The way this can work for sexually addicted and compulsive people who cannot refrain from using the iPhone to sexually act out is to place these parental controls onto their iPhone. Then select a sponsor, therapist, partner and/or friend who knows and understands your struggles and who you can be accountable to. Then if you go to the sites or chat rooms which are inappropriate they will know and keep you accountable.



Sunday, June 1, 2008

Does Everyone Think You're Gay?

A nice article appears this month in Details magazine on the concept that For some guys, no amount of evidence to the contrary can kill a certain rumor.

The article was written by by Mike Albo.

Albo starts the story about a friend of his named Gary who is often mistaken for gay when he is 100% straight. He talks about celebrities such as John Travolta and Tom Cruise who have never been able to shake off the rumors even when their lives clearly point to a heterosexual orientation.

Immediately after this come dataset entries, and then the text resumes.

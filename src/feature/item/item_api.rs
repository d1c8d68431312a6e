//! The to-do item API implementation.

use crate::{
    feature::item::{
        item_repository::ItemId,
        item_service::{ItemPage, ItemService, ItemView},
    },
    infra::{
        config::PaginationConfig,
        error::{ApiResult, ClientError, ErrorBody},
        extract::{Json, Query},
        pagination::PaginationParams,
        state::AppState,
    },
};
use axum::{extract::State, response::IntoResponse, Router};
use axum_extra::routing::{RouterExt, TypedPath};
use http::{header::LOCATION, StatusCode};
use serde::Deserialize;
use tracing::instrument;
use validator::Validate;

/// The to-do item API endpoints.
pub fn routes() -> Router<AppState> {
    Router::new()
        .typed_get(list_items)
        .typed_post(create_item)
        .typed_get(get_item)
        .typed_put(update_item)
        .typed_delete(delete_item)
}

#[derive(Debug, Deserialize, TypedPath)]
#[typed_path("/todoitems", rejection(ClientError))]
pub struct TodoItems;

#[derive(Debug, Deserialize, TypedPath)]
#[typed_path("/todoitems/:id", rejection(ClientError))]
pub struct TodoItemsId(ItemId);

/// Lists one page of to-do items.
#[utoipa::path(
    get,
    path = "/api/todoitems",
    params(PaginationParams),
    responses(
        (status = 200, description = "Success", body = ItemPage),
        (status = 400, description = "Bad Request", body = ErrorBody),
        (status = 422, description = "Unprocessable Entity", body = ErrorBody),
    )
)]
#[instrument(skip(items, pagination))]
pub async fn list_items(
    _: TodoItems,
    State(items): State<ItemService>,
    State(pagination): State<PaginationConfig>,
    Query(params): Query<PaginationParams>,
) -> ApiResult<Json<ItemPage>> {
    params.validate()?;
    let page_size = params.page_size_or(pagination.default_page_size);
    let page = items.list_items(params.page(), page_size).await?;
    Ok(Json(page))
}

/// Gets a to-do item.
#[utoipa::path(
    get,
    path = "/api/todoitems/{id}",
    params(("id" = i64, Path, description = "The item id")),
    responses(
        (status = 200, description = "Ok", body = ItemView),
        (status = 404, description = "Not Found", body = ErrorBody),
    )
)]
#[instrument(skip(items))]
pub async fn get_item(
    TodoItemsId(id): TodoItemsId,
    State(items): State<ItemService>,
) -> ApiResult<Json<ItemView>> {
    let item = items.read_item(id).await?;
    Ok(Json(item))
}

/// Creates a to-do item.
#[utoipa::path(
    post,
    path = "/api/todoitems",
    request_body = ItemView,
    responses(
        (status = 201, description = "Created", body = ItemView,
            headers(("location" = String, description = "Where the new item lives"))),
        (status = 400, description = "Bad Request", body = ErrorBody),
        (status = 415, description = "Unsupported Media Type", body = ErrorBody),
        (status = 422, description = "Unprocessable Entity", body = ErrorBody),
    )
)]
#[instrument(skip(items))]
pub async fn create_item(
    _: TodoItems,
    State(items): State<ItemService>,
    Json(view): Json<ItemView>,
) -> ApiResult<impl IntoResponse> {
    let item = items.create_item(view).await?;
    let location = format!("/api{}", TodoItemsId(item.id).to_uri());
    Ok((StatusCode::CREATED, [(LOCATION, location)], Json(item)))
}

/// Updates the name and completion of a to-do item.
#[utoipa::path(
    put,
    path = "/api/todoitems/{id}",
    params(("id" = i64, Path, description = "The item id")),
    request_body = ItemView,
    responses(
        (status = 204, description = "No Content"),
        (status = 400, description = "Bad Request", body = ErrorBody),
        (status = 404, description = "Not Found", body = ErrorBody),
        (status = 409, description = "Conflict", body = ErrorBody),
    )
)]
#[instrument(skip(items))]
pub async fn update_item(
    TodoItemsId(id): TodoItemsId,
    State(items): State<ItemService>,
    Json(view): Json<ItemView>,
) -> ApiResult<StatusCode> {
    items.update_item(id, view).await?;
    Ok(StatusCode::NO_CONTENT)
}

/// Deletes a to-do item.
#[utoipa::path(
    delete,
    path = "/api/todoitems/{id}",
    params(("id" = i64, Path, description = "The item id")),
    responses(
        (status = 204, description = "No Content"),
        (status = 404, description = "Not Found", body = ErrorBody),
    )
)]
#[instrument(skip(items))]
pub async fn delete_item(
    TodoItemsId(id): TodoItemsId,
    State(items): State<ItemService>,
) -> ApiResult<StatusCode> {
    items.delete_item(id).await?;
    Ok(StatusCode::NO_CONTENT)
}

This is a good conversation as I have known many clients and men (and women) in my personal life who have this same issue.

The author writes:

Gary's what I like to call a "stray," a straight guy who sends out gay
signals like he's shaking a tambourine even as he proclaims himself—and in fact
is—100 percent heterosexual. The characteristics that define a stray as such
vary widely. Maybe it's a melodious laugh. Or a fastidious shirt-and-tie combo.
Or an effusive signature salutation ("Oh my god! I'm totally psyched to see
you!"). But more often the thing about a heterosexual guy that makes everyone
assume he's a homo is almost impossible to pinpoint. He may talk up his love of
ladies more than Bret Michaels does, he may have a wife and kids, but people
always react the same way: "Really? No, wait—really?"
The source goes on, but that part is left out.